---- Provided entries

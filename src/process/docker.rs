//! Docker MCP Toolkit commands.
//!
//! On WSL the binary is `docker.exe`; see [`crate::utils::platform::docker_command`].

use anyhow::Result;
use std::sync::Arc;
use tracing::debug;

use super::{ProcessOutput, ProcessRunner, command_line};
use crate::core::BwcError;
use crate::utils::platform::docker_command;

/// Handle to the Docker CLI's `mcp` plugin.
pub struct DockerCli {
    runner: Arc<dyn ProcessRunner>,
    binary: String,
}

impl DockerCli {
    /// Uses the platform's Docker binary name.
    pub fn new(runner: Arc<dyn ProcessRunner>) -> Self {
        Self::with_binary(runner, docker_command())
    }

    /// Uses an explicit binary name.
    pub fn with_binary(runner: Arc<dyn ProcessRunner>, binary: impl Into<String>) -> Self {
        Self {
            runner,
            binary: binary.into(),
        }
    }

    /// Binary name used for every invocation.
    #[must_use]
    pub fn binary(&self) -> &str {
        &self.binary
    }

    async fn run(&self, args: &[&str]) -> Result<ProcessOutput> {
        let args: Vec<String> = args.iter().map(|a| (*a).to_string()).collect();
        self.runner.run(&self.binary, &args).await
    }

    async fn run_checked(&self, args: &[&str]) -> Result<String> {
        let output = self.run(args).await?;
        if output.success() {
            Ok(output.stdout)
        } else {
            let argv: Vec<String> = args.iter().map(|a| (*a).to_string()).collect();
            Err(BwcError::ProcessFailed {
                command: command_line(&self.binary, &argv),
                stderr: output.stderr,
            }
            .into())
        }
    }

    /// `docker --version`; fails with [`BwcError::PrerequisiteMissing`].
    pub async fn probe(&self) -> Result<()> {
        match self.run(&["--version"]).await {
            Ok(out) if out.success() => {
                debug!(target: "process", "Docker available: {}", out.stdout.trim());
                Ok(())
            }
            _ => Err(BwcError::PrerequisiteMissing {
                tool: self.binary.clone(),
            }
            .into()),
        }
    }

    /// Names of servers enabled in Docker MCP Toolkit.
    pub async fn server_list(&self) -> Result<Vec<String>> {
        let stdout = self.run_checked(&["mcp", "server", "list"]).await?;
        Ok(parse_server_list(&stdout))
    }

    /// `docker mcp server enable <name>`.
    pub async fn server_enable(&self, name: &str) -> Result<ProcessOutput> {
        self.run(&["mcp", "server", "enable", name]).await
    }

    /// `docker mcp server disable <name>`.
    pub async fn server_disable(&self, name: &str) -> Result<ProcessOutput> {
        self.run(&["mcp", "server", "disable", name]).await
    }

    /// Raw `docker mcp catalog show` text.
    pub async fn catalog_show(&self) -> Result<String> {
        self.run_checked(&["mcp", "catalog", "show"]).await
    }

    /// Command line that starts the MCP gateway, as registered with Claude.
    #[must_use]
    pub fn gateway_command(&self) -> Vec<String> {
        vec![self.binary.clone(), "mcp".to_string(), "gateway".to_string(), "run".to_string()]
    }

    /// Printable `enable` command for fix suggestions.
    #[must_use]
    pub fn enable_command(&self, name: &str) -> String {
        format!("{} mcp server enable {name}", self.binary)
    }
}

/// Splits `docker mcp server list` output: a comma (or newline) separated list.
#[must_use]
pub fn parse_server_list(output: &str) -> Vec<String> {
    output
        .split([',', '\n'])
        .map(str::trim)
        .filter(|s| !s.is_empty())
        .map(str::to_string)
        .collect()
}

--------
---- Provided entries

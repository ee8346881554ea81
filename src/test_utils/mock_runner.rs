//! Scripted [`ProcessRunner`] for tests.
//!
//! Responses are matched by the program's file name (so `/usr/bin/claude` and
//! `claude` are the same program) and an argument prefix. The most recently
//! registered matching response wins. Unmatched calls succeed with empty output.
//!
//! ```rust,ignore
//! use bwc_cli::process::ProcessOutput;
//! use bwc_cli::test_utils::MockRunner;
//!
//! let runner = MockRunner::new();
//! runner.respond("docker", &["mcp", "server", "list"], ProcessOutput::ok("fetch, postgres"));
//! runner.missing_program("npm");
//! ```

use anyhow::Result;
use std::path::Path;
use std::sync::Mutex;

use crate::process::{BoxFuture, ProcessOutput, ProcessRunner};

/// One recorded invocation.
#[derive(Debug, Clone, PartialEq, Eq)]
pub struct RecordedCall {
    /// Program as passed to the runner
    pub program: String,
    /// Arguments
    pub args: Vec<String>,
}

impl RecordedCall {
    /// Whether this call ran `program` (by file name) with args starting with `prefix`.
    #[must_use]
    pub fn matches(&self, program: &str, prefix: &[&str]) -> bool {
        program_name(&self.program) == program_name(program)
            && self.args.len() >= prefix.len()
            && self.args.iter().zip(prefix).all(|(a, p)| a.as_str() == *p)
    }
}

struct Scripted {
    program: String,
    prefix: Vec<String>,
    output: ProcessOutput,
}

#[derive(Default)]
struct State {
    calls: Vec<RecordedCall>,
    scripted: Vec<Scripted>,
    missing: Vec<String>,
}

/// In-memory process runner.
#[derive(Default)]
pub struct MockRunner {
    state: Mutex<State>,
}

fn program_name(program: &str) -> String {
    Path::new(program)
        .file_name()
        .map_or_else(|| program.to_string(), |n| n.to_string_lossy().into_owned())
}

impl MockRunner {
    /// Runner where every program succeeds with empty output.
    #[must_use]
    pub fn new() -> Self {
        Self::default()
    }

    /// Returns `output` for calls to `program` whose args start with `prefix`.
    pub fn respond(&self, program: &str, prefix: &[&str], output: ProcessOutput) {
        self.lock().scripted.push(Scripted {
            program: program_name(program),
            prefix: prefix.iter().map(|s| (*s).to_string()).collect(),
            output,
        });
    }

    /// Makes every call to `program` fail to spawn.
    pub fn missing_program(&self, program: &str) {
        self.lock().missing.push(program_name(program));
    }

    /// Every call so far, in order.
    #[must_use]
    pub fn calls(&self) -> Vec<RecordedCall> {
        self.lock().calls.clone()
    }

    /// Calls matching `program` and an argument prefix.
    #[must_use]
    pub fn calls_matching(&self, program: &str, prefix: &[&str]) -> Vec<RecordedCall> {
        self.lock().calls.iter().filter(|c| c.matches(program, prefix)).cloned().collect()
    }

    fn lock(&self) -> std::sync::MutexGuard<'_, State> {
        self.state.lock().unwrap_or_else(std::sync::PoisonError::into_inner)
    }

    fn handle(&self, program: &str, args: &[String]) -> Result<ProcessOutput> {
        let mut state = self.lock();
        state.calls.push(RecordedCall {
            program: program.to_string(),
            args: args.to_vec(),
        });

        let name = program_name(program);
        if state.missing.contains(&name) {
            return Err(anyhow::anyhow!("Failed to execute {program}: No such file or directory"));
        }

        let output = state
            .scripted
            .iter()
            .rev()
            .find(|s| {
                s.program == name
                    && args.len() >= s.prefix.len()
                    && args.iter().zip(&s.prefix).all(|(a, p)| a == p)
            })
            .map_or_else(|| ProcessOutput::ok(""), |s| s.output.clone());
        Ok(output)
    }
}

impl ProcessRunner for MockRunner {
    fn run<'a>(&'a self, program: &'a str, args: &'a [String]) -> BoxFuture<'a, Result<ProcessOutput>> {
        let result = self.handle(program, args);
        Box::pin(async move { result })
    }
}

--------

● **Assignment**:
Where a line in the entries holds "ProcessRunner", copy that line.

● **Response**:
use super::{ProcessOutput, ProcessRunner, command_line};
    runner: Arc<dyn ProcessRunner>,
    pub fn new(runner: Arc<dyn ProcessRunner>) -> Self {
    pub fn with_binary(runner: Arc<dyn ProcessRunner>, binary: impl Into<String>) -> Self {
//! Scripted [`ProcessRunner`] for tests.
use crate::process::{BoxFuture, ProcessOutput, ProcessRunner};
impl ProcessRunner for MockRunner {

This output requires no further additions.